Records drawn from a dataset:
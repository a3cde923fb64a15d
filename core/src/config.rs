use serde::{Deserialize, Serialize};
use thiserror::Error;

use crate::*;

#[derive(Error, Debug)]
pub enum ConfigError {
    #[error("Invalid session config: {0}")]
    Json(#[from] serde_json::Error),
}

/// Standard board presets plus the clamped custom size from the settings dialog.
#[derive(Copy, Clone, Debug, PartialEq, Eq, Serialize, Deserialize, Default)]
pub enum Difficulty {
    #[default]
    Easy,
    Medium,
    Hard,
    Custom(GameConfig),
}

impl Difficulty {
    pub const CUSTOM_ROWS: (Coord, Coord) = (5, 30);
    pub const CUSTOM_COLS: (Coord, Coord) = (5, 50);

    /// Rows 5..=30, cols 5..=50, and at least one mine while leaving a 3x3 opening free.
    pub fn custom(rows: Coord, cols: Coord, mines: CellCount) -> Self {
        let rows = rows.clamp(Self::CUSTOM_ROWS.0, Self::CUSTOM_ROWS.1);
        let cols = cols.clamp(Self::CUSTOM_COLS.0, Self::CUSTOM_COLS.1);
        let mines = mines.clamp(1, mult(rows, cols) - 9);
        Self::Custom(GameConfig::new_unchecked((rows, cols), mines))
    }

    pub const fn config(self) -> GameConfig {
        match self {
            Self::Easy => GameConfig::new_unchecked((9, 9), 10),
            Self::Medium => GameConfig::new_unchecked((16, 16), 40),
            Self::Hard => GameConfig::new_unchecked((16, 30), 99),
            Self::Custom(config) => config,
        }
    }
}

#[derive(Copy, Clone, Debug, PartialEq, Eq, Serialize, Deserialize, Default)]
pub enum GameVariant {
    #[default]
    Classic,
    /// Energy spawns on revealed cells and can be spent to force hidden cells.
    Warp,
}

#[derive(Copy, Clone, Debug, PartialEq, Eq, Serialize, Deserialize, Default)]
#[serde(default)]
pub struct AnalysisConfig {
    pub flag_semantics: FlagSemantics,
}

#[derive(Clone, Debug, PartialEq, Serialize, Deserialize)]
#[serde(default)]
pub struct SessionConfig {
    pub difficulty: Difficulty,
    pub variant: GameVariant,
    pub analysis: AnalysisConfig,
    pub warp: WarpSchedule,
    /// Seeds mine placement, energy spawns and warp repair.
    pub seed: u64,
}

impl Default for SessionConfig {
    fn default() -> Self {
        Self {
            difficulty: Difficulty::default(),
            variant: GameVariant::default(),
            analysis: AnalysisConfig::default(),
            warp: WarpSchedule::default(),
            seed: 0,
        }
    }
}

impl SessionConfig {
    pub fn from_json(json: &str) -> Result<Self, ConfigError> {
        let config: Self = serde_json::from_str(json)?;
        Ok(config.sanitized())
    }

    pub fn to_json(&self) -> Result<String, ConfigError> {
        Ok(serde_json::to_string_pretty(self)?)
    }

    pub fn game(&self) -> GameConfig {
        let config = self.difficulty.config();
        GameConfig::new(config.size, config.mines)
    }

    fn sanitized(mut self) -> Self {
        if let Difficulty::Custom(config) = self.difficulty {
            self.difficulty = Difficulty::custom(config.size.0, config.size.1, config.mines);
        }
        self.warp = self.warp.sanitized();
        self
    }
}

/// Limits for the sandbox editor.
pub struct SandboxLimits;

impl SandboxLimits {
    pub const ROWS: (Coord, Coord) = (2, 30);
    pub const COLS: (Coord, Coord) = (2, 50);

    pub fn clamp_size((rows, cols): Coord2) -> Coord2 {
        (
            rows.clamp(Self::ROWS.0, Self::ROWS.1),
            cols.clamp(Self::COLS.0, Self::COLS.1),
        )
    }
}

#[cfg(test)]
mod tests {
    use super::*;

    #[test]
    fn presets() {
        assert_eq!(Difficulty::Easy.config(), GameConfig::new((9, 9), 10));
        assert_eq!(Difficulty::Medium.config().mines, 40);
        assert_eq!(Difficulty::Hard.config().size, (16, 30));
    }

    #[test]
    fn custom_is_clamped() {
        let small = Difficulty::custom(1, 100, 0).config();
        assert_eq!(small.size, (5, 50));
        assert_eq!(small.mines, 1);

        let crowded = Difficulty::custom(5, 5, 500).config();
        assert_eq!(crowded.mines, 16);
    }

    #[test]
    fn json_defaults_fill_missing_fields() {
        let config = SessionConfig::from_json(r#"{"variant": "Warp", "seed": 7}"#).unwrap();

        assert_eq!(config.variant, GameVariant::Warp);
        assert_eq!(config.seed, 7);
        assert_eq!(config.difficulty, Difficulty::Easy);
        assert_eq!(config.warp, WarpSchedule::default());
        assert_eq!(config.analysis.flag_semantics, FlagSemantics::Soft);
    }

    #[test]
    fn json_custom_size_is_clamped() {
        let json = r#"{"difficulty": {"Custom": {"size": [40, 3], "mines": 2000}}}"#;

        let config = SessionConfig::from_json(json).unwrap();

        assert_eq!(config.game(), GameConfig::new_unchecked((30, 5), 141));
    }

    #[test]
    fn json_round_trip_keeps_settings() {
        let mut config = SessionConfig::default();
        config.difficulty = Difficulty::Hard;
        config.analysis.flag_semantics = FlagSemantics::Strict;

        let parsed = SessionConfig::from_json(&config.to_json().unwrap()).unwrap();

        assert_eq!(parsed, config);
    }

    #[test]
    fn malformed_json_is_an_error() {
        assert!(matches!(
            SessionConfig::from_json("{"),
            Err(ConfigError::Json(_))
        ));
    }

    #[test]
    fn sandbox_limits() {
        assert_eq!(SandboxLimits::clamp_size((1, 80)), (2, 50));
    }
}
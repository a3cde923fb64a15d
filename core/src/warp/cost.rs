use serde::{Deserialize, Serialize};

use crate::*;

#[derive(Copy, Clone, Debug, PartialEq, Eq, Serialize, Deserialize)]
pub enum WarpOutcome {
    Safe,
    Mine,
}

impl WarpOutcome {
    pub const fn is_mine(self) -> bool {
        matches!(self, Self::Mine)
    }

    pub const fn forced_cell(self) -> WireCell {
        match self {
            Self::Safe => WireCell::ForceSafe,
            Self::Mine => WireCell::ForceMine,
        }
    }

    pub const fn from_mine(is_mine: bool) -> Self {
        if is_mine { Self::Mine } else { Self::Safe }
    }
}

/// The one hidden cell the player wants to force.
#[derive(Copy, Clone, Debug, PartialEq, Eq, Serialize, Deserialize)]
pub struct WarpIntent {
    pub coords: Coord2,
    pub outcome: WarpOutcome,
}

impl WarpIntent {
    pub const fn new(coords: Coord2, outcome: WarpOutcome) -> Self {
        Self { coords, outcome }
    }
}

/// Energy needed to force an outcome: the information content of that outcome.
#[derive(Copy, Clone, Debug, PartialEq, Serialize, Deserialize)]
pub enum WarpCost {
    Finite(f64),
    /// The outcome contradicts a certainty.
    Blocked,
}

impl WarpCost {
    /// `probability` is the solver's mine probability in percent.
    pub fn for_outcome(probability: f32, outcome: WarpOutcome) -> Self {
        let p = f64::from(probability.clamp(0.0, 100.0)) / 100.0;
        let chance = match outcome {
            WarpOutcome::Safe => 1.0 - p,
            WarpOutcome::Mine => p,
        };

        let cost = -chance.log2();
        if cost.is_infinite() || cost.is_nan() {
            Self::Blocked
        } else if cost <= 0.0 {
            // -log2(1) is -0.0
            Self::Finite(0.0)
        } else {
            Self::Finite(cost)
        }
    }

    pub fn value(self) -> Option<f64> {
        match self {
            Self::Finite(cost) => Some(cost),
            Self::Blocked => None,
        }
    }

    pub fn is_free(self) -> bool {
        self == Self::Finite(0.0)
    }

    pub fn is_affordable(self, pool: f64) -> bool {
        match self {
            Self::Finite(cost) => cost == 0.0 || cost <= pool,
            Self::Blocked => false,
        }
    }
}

| Exercise description |
From the entries above, extract each line containing "filename".

| Your response |
filename core/src/config.rs
filename core/src/warp/cost.rs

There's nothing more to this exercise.